A walk with fastai2 - Vision - Study Group and Online Lectures Megathread

If I’m creating a manual list of transforms via a Pipeline. how to I add cuda to that? I tried doing lambda x: x.cuda() as one of the transforms, but this this gets applied to PILImage and an error is throw, I think this has to do with the order of the transforms

EDIT: I also tried to put TensorImage into the Pipeline by doing TensorImage.new with no success

@lgvaz what is your pipeline defined as? Can’t do much without code :wink: do you call ToTensor()

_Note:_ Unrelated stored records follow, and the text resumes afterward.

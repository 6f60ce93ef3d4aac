//! Split outcome and room assignment types.

use serde::{Deserialize, Serialize};

use super::{Room, RoomId};

/// One room paired with the first letters of its alphabetical band.
#[derive(Debug, Clone, PartialEq, Eq, Serialize, Deserialize)]
pub struct RoomAssignment {
    /// The classroom.
    pub room: Room,
    /// Lower-case prefix marking the start of this room's band.
    pub start_letter: String,
}

impl RoomAssignment {
    /// Creates a new assignment.
    pub fn new(room: Room, start_letter: impl Into<String>) -> Self {
        Self {
            room,
            start_letter: start_letter.into(),
        }
    }
}

/// A complete room split: rooms in band order with their start letters.
///
/// `rooms[i]` receives the surnames from `start_letters[i]` up to, but
/// excluding, `start_letters[i + 1]`.
///
/// # Examples
///
/// ```
/// use u_seating::models::{Room, SplitOutcome};
///
/// let outcome = SplitOutcome::new(
///     2,
///     vec![Room::new(0, 100), Room::new(1, 100)],
///     vec!["a".into(), "n".into()],
/// );
/// assert_eq!(outcome.num_rooms(), 2);
/// let pairs = outcome.assignments();
/// assert_eq!(pairs[1].start_letter, "n");
/// ```
#[derive(Debug, Clone, PartialEq, Eq, Serialize, Deserialize)]
pub struct SplitOutcome {
    score: u32,
    rooms: Vec<Room>,
    start_letters: Vec<String>,
}

impl SplitOutcome {
    /// Creates an outcome. `rooms` and `start_letters` must have equal length.
    pub fn new(score: u32, rooms: Vec<Room>, start_letters: Vec<String>) -> Self {
        debug_assert_eq!(rooms.len(), start_letters.len());
        Self {
            score,
            rooms,
            start_letters,
        }
    }

    /// Sum of squared start-letter lengths. Lower is better.
    pub fn score(&self) -> u32 {
        self.score
    }

    /// Rooms in band order.
    pub fn rooms(&self) -> &[Room] {
        &self.rooms
    }

    /// Start letters in band order.
    pub fn start_letters(&self) -> &[String] {
        &self.start_letters
    }

    /// Number of rooms in the split.
    pub fn num_rooms(&self) -> usize {
        self.rooms.len()
    }

    /// Room IDs in band order.
    pub fn room_ids(&self) -> Vec<RoomId> {
        self.rooms.iter().map(|r| r.id()).collect()
    }

    /// Pairs each room with its start letter.
    pub fn assignments(&self) -> Vec<RoomAssignment> {
        self.rooms
            .iter()
            .zip(&self.start_letters)
            .map(|(room, letter)| RoomAssignment::new(room.clone(), letter.clone()))
            .collect()
    }
}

This is my current pipeline:

pipe = Pipeline([PILImage.create, ToTensor(), IntToFloatTensor(), Normalize.from_stats(*imagenet_stats, cuda=False)])

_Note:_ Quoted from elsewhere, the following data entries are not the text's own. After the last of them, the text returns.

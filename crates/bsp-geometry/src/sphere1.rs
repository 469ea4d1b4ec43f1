//! The unit circle: angles, limit angles, arcs and sets of arcs.
//!
//! Angles are normalized to `[0, 2π)`. A tree over the circle is laid out
//! as a tree over `[0, 2π)`; its first and last leaves are the two sides of
//! the `0 ≡ 2π` seam and must agree, which [`Sphere1D`] checks whenever a
//! region is built from a tree.

use std::f64::consts::TAU;

use bsp_region::factory;
use bsp_region::{
    BspTree, Hyperplane, Location, Measure, Region, RegionError, RegionResult, Space, Split, SubHyperplane,
};
use tracing::debug;

use crate::error::GeometryResult;
use crate::oned::{inside_above, sorted_limits, Limit};

/// The one-dimensional unit sphere.
#[derive(Debug, Clone, Copy, Default)]
pub struct Sphere1D;

/// A point of the circle, stored as a normalized angle.
#[derive(Debug, Clone, Copy, PartialEq)]
pub struct S1Point {
    alpha: f64,
}

impl S1Point {
    /// Creates a point, normalizing `alpha` to `[0, 2π)`.
    pub fn new(alpha: f64) -> Self {
        Self {
            alpha: normalize(alpha),
        }
    }

    /// The undefined point.
    pub fn nan() -> Self {
        Self { alpha: f64::NAN }
    }

    /// Returns the angle in `[0, 2π)`.
    #[inline]
    pub fn alpha(&self) -> f64 {
        self.alpha
    }

    /// Returns `true` if the angle is undefined.
    #[inline]
    pub fn is_nan(&self) -> bool {
        self.alpha.is_nan()
    }

    /// Angular distance along the shorter way round.
    pub fn distance(&self, other: &Self) -> f64 {
        let delta = (self.alpha - other.alpha).abs();
        delta.min(TAU - delta)
    }
}

fn normalize(alpha: f64) -> f64 {
    let normalized = alpha.rem_euclid(TAU);
    // rem_euclid rounds tiny negative angles up to 2π
    if normalized >= TAU { 0.0 } else { normalized }
}

/// An angle splitting the circle, seen as the line `[0, 2π)`.
///
/// A direct limit has its plus side towards increasing angles.
#[derive(Debug, Clone, Copy, PartialEq)]
pub struct LimitAngle {
    location: S1Point,
    direct: bool,
    tolerance: f64,
}

impl LimitAngle {
    /// Creates a limit angle.
    pub fn new(location: S1Point, direct: bool, tolerance: f64) -> Self {
        Self {
            location,
            direct,
            tolerance,
        }
    }

    /// Returns the location of the limit.
    #[inline]
    pub fn location(&self) -> S1Point {
        self.location
    }

    /// Returns `true` if the plus side is towards increasing angles.
    #[inline]
    pub fn is_direct(&self) -> bool {
        self.direct
    }
}

impl Hyperplane for LimitAngle {
    type Space = Sphere1D;

    fn offset(&self, point: &S1Point) -> f64 {
        let mut delta = point.alpha - self.location.alpha;
        // 0 and 2π are the same angle: a point across the seam from the
        // limit but within tolerance of it lies on the limit
        if (delta.abs() - TAU).abs() <= self.tolerance {
            delta -= TAU.copysign(delta);
        }
        if self.direct { delta } else { -delta }
    }

    fn project(&self, _point: &S1Point) -> S1Point {
        self.location
    }

    fn same_orientation_as(&self, other: &Self) -> bool {
        self.direct == other.direct
    }

    fn reversed(&self) -> Self {
        Self::new(self.location, !self.direct, self.tolerance)
    }

    fn whole_hyperplane(&self) -> SubLimitAngle {
        SubLimitAngle { hyperplane: *self }
    }

    fn tolerance(&self) -> f64 {
        self.tolerance
    }
}

impl Limit for LimitAngle {
    fn limit(&self) -> f64 {
        self.location.alpha
    }

    fn increasing(&self) -> bool {
        self.direct
    }
}

/// The sub-hyperplane of a limit angle: the point itself.
#[derive(Debug, Clone, PartialEq)]
pub struct SubLimitAngle {
    hyperplane: LimitAngle,
}

impl SubHyperplane for SubLimitAngle {
    type Space = Sphere1D;

    fn hyperplane(&self) -> &LimitAngle {
        &self.hyperplane
    }

    fn is_empty(&self) -> bool {
        false
    }

    fn size(&self) -> f64 {
        0.0
    }

    fn split(&self, hyperplane: &LimitAngle) -> Split<Self> {
        let global = hyperplane.offset(&self.hyperplane.location);
        if global < -hyperplane.tolerance {
            Split::minus(self.clone())
        } else if global > hyperplane.tolerance {
            Split::plus(self.clone())
        } else {
            Split::hyper()
        }
    }

    fn reunite(&self, _other: &Self) -> Self {
        self.clone()
    }

    fn reversed(&self) -> Self {
        self.hyperplane.reversed().whole_hyperplane()
    }
}

/// A counter-clockwise arc from `lower` to `upper`.
///
/// `lower` lies in `[0, 2π)` and `upper` in `[lower, lower + 2π]`, so an arc
/// crossing the seam has `upper > 2π`.
#[derive(Debug, Clone, Copy, PartialEq)]
pub struct Arc {
    lower: f64,
    upper: f64,
}

impl Arc {
    /// Creates an arc. Equal bounds or a span of at least `2π` give the full
    /// circle; `lower > upper` is rejected.
    pub fn new(lower: f64, upper: f64) -> GeometryResult<Self> {
        if lower == upper || upper - lower >= TAU {
            return Ok(Self { lower: 0.0, upper: TAU });
        }
        if !(lower < upper) {
            return Err(RegionError::EndpointsNotAnInterval { lower, upper }.into());
        }
        let normalized = normalize(lower);
        Ok(Self {
            lower: normalized,
            upper: normalized + (upper - lower),
        })
    }

    /// Returns the lower bound, in `[0, 2π)`.
    #[inline]
    pub fn lower(&self) -> f64 {
        self.lower
    }

    /// Returns the upper bound, in `[lower, lower + 2π]`.
    #[inline]
    pub fn upper(&self) -> f64 {
        self.upper
    }

    /// Returns the angular length of the arc.
    #[inline]
    pub fn size(&self) -> f64 {
        self.upper - self.lower
    }

    /// Returns `true` if the arc covers the whole circle.
    #[inline]
    pub fn is_full(&self) -> bool {
        self.size() >= TAU
    }

    /// Returns the middle of the arc.
    pub fn barycenter(&self) -> S1Point {
        S1Point::new(0.5 * (self.lower + self.upper))
    }

    /// Position of a point relative to the arc.
    pub fn check_point(&self, point: &S1Point, tolerance: f64) -> Location {
        if self.is_full() {
            return Location::Inside;
        }
        // unwrap the angle into [lower - tolerance, lower - tolerance + 2π)
        let start = self.lower - tolerance;
        let alpha = start + (point.alpha - start).rem_euclid(TAU);
        if alpha < self.lower - tolerance || alpha > self.upper + tolerance {
            Location::Outside
        } else if alpha > self.lower + tolerance && alpha < self.upper - tolerance {
            Location::Inside
        } else if self.size() >= TAU - tolerance {
            // both bounds meet on the seam
            Location::Inside
        } else {
            Location::Boundary
        }
    }
}

/// A region of the circle.
pub type ArcsSet = Region<Sphere1D>;

/// The two parts of an arcs set split by an arc.
#[derive(Debug, Clone)]
pub struct ArcSplit {
    /// Part inside the splitting arc, `None` when empty.
    pub inside: Option<ArcsSet>,
    /// Part outside the splitting arc, `None` when empty.
    pub outside: Option<ArcsSet>,
}

/// Constructors and queries specific to regions of the circle.
pub trait Arcs: Sized {
    /// The arc from `lower` to `upper`.
    fn arc(lower: f64, upper: f64, tolerance: f64) -> GeometryResult<Self>;

    /// Union of several arcs.
    fn from_arcs(arcs: &[Arc], tolerance: f64) -> GeometryResult<Self>;

    /// Decomposition into disjoint arcs, sorted by lower bound. An arc
    /// crossing the seam comes last, with an upper bound above `2π`.
    fn arcs(&self) -> Vec<Arc>;

    /// Splits the set by an arc.
    fn split_by_arc(&self, arc: &Arc) -> GeometryResult<ArcSplit>;

    /// The set rotated counter-clockwise by `angle`.
    fn rotated(&self, angle: f64) -> GeometryResult<Self>;
}

impl Arcs for ArcsSet {
    fn arc(lower: f64, upper: f64, tolerance: f64) -> GeometryResult<Self> {
        let arc = Arc::new(lower, upper)?;
        Ok(Region::from_tree(arc_tree(&arc, tolerance), tolerance)?)
    }

    fn from_arcs(arcs: &[Arc], tolerance: f64) -> GeometryResult<Self> {
        let regions = arcs
            .iter()
            .map(|arc| Region::from_tree(arc_tree(arc, tolerance), tolerance))
            .collect::<RegionResult<Vec<_>>>()?;
        if regions.is_empty() {
            return Ok(Region::empty(tolerance));
        }
        Ok(factory::union_all(&regions)?)
    }

    fn arcs(&self) -> Vec<Arc> {
        let tolerance = self.tolerance();
        let mut limits = sorted_limits(self.tree(), tolerance);
        // a limit just below 2π is the same angle as one at 0
        if let (Some(&first), Some(&last)) = (limits.first(), limits.last()) {
            if limits.len() > 1 && last >= first + TAU - tolerance {
                limits.pop();
            }
        }
        let count = limits.len();
        if count == 0 {
            return if self.is_full() {
                vec![Arc { lower: 0.0, upper: TAU }]
            } else {
                Vec::new()
            };
        }

        // gap i runs from limit i to limit i + 1, the last one across the seam
        let gaps: Vec<(f64, f64, bool)> = (0..count)
            .map(|i| {
                let lower = limits[i];
                let upper = if i + 1 < count { limits[i + 1] } else { limits[0] + TAU };
                (lower, upper, inside_above(self.tree(), lower, tolerance))
            })
            .collect();

        let Some(start) = (0..count).find(|&i| !gaps[(i + count - 1) % count].2 && gaps[i].2) else {
            return if gaps.iter().all(|gap| gap.2) {
                vec![Arc { lower: 0.0, upper: TAU }]
            } else {
                Vec::new()
            };
        };

        let mut arcs = Vec::new();
        let mut open: Option<(f64, f64)> = None;
        for step in 0..count {
            let i = (start + step) % count;
            let (lower, upper, inside) = gaps[i];
            let shift = if i < start { TAU } else { 0.0 };
            let (lower, upper) = (lower + shift, upper + shift);
            match (inside, open) {
                (true, Some((first, _))) => open = Some((first, upper)),
                (true, None) => open = Some((lower, upper)),
                (false, Some((first, last))) => {
                    arcs.push(Arc::span(first, last));
                    open = None;
                }
                (false, None) => {}
            }
        }
        if let Some((first, last)) = open {
            arcs.push(Arc::span(first, last));
        }
        arcs.sort_by(|a, b| a.lower.total_cmp(&b.lower));
        arcs
    }

    fn split_by_arc(&self, arc: &Arc) -> GeometryResult<ArcSplit> {
        let tolerance = self.tolerance();
        let splitter = Region::from_tree(arc_tree(arc, tolerance), tolerance)?;
        let keep = |part: ArcsSet| (part.size() > tolerance).then_some(part);
        let inside = keep(factory::intersection(self, &splitter)?);
        let outside = keep(factory::difference(self, &splitter)?);
        debug!(
            inside = inside.is_some(),
            outside = outside.is_some(),
            "split arcs set by arc"
        );
        Ok(ArcSplit { inside, outside })
    }

    fn rotated(&self, angle: f64) -> GeometryResult<Self> {
        let arcs = self
            .arcs()
            .into_iter()
            .map(|arc| Arc::new(arc.lower + angle, arc.upper + angle))
            .collect::<GeometryResult<Vec<_>>>()?;
        if arcs.is_empty() {
            return Ok(Region::empty(self.tolerance()));
        }
        Self::from_arcs(&arcs, self.tolerance())
    }
}

impl Arc {
    /// Arc between two unwrapped angles, `first` normalized.
    pub(crate) fn span(first: f64, last: f64) -> Self {
        let lower = normalize(first);
        Self {
            lower,
            upper: lower + (last - first),
        }
    }
}

/// Tree of a single arc.
pub(crate) fn arc_tree(arc: &Arc, tolerance: f64) -> BspTree<Sphere1D> {
    if arc.is_full() {
        return BspTree::Leaf(true);
    }
    let lower_cut = LimitAngle::new(S1Point::new(arc.lower), false, tolerance).whole_hyperplane();
    if arc.upper < TAU {
        let upper_cut = LimitAngle::new(S1Point::new(arc.upper), true, tolerance).whole_hyperplane();
        BspTree::node(
            lower_cut,
            BspTree::Leaf(false),
            BspTree::node(upper_cut, BspTree::Leaf(false), BspTree::Leaf(true)),
        )
    } else {
        let upper_cut = LimitAngle::new(S1Point::new(arc.upper - TAU), true, tolerance).whole_hyperplane();
        BspTree::node(
            lower_cut,
            BspTree::node(upper_cut, BspTree::Leaf(false), BspTree::Leaf(true)),
            BspTree::Leaf(true),
        )
    }
}

impl Space for Sphere1D {
    type Point = S1Point;
    type Hyperplane = LimitAngle;
    type Sub = SubLimitAngle;

    const NAME: &'static str = "sphere-1d";

    fn nan_point() -> S1Point {
        S1Point::nan()
    }

    fn canonical_point(point: &S1Point, tolerance: f64) -> S1Point {
        if point.alpha > TAU - tolerance {
            S1Point { alpha: 0.0 }
        } else {
            *point
        }
    }

    fn measure(region: &Region<Self>) -> Measure<Self> {
        if let Some(inside) = region.tree().leaf_value() {
            return Measure::without_barycenter(if inside { TAU } else { 0.0 });
        }
        let arcs = region.arcs();
        let mut size = 0.0;
        let mut sum = 0.0;
        for arc in &arcs {
            size += arc.size();
            sum += arc.size() * (arc.lower + arc.upper);
        }
        let barycenter = if size >= TAU {
            S1Point::nan()
        } else if size >= f64::MIN_POSITIVE {
            S1Point::new(sum / (2.0 * size))
        } else {
            region
                .tree()
                .cut()
                .map_or_else(S1Point::nan, |cut| cut.hyperplane().location)
        };
        Measure { size, barycenter }
    }

    fn check_consistency(tree: &BspTree<Self>) -> RegionResult<()> {
        if inside_above(tree, f64::NEG_INFINITY, 0.0) != inside_above(tree, f64::INFINITY, 0.0) {
            return Err(RegionError::InconsistentStateAt2PiWrapping);
        }
        Ok(())
    }
}
//! Incremental tree construction by cut insertion.

use crate::error::{RegionError, RegionResult};
use crate::space::{Hyperplane, Space, SubHyperplane};

use super::node::{fit_to_cell, Ancestor, Branch};
use super::tree::BspTree;

/// Builds a tree by splitting leaves one at a time.
///
/// Leaves are addressed by a cursor: the branches to follow from the root.
/// The finished tree is handed out by [`build`](BspBuilder::build) and is
/// immutable from then on.
#[derive(Debug, Clone)]
pub struct BspBuilder<S: Space> {
    tree: BspTree<S>,
}

impl<S: Space> BspBuilder<S> {
    /// Starts from a single leaf.
    pub fn new(inside: bool) -> Self {
        Self {
            tree: BspTree::Leaf(inside),
        }
    }

    /// Returns the tree built so far.
    #[inline]
    pub fn tree(&self) -> &BspTree<S> {
        &self.tree
    }

    /// Splits the leaf at `cursor` with `hyperplane`, fitted to the leaf's
    /// cell. Both new leaves inherit the leaf's flag.
    ///
    /// Returns `Ok(false)` and leaves the tree unchanged when the hyperplane
    /// does not cross the cell.
    pub fn insert_cut(&mut self, cursor: &[Branch], hyperplane: &S::Hyperplane) -> RegionResult<bool> {
        let (leaf, path) = self.leaf_at(cursor)?;
        let BspTree::Leaf(inside) = *leaf else {
            return Err(RegionError::NotALeaf { depth: cursor.len() });
        };
        let Some(cut) = fit_to_cell(hyperplane.whole_hyperplane(), &path).filter(|cut| !cut.is_empty()) else {
            return Ok(false);
        };
        *leaf = BspTree::node(cut, BspTree::Leaf(inside), BspTree::Leaf(inside));
        Ok(true)
    }

    /// Sets the flag of the leaf at `cursor`.
    pub fn set_leaf(&mut self, cursor: &[Branch], inside: bool) -> RegionResult<()> {
        let (leaf, _) = self.leaf_at(cursor)?;
        if !leaf.is_leaf() {
            return Err(RegionError::NotALeaf { depth: cursor.len() });
        }
        *leaf = BspTree::Leaf(inside);
        Ok(())
    }

    /// Finishes construction.
    pub fn build(self) -> BspTree<S> {
        self.tree
    }

    fn leaf_at(&mut self, cursor: &[Branch]) -> RegionResult<(&mut BspTree<S>, Vec<Ancestor<S>>)> {
        let mut path = Vec::with_capacity(cursor.len());
        let mut current = &mut self.tree;
        for (depth, branch) in cursor.iter().enumerate() {
            current = match current {
                BspTree::Node(node) => {
                    path.push(Ancestor::new(node.hyperplane().clone(), *branch));
                    node.child_mut(*branch)
                }
                BspTree::Leaf(_) => return Err(RegionError::NotALeaf { depth }),
            };
        }
        Ok((current, path))
    }
}

#[cfg(test)]
mod tests {
    use super::*;
    use crate::space::Location;
    use crate::testing::{cut, Line1};

    #[test]
    fn insert_cut_splits_leaf() {
        let mut builder = BspBuilder::<Line1>::new(true);

        assert!(builder.insert_cut(&[], &cut(1.0, true)).unwrap());
        builder.set_leaf(&[Branch::Plus], false).unwrap();
        let tree = builder.build();

        assert_eq!(tree.classify(&0.0, 1.0e-10), Location::Inside);
        assert_eq!(tree.classify(&2.0, 1.0e-10), Location::Outside);
    }

    #[test]
    fn new_leaves_inherit_flag() {
        let mut builder = BspBuilder::<Line1>::new(false);
        builder.insert_cut(&[], &cut(1.0, true)).unwrap();

        assert_eq!(builder.tree().root().unwrap().plus().leaf_value(), Some(false));
        assert_eq!(builder.tree().root().unwrap().minus().leaf_value(), Some(false));
    }

    #[test]
    fn insert_cut_outside_cell_is_refused() {
        let mut builder = BspBuilder::<Line1>::new(true);
        builder.insert_cut(&[], &cut(1.0, true)).unwrap();

        // the minus cell is x < 1
        assert!(!builder.insert_cut(&[Branch::Minus], &cut(2.0, true)).unwrap());
        assert!(builder.insert_cut(&[Branch::Minus], &cut(0.0, true)).unwrap());
        assert_eq!(builder.tree().depth(), 2);
    }

    #[test]
    fn cursor_must_address_a_leaf() {
        let mut builder = BspBuilder::<Line1>::new(true);
        builder.insert_cut(&[], &cut(1.0, true)).unwrap();

        assert_eq!(
            builder.insert_cut(&[], &cut(0.0, true)),
            Err(RegionError::NotALeaf { depth: 0 })
        );
        assert_eq!(
            builder.set_leaf(&[Branch::Plus, Branch::Plus], true),
            Err(RegionError::NotALeaf { depth: 1 })
        );
    }
}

I want to add TensorImage and Cuda to that

Try looking here: https://dev.fast.ai/core.transform.html#Pipeline

May answer a few questions. Not for CUDA though (though it may that too)

1 Like

Does anybody know a good reason why we using in the tutorial notebook the non-stratified K-split version?

from sklearn.model_selection import KFold

Would it not be better to use stratified splits to make sure that all classes are represented in the training and validation set? e.g. in case of imbalanced datasets we may have the problem that one of the minority classes does not appear in the training examples and this would then raise an error.

1 Like

Basically I was only able to get the regular KFold working @mgloria. If anyone can figure out how to get Stratified working instead that would be great :wink:

1 Like

I want to catch up with your walk with fastai2 but I also get the “cannot import name 'PILLOW_VERSION' from 'PIL'” error with torch 1.3.1. and pillow 7.0.0.

Is there another workaround for that problem (I didn’t find via the forum search)?

You need Pillow 6.2.1, as the directions state above. Basically they changed how to grab the pillow version between those two.

1 Like

See here: https://github.com/python-pillow/Pillow/issues/4130

PILLOW_VERSION has been removed. Use __version__ instead.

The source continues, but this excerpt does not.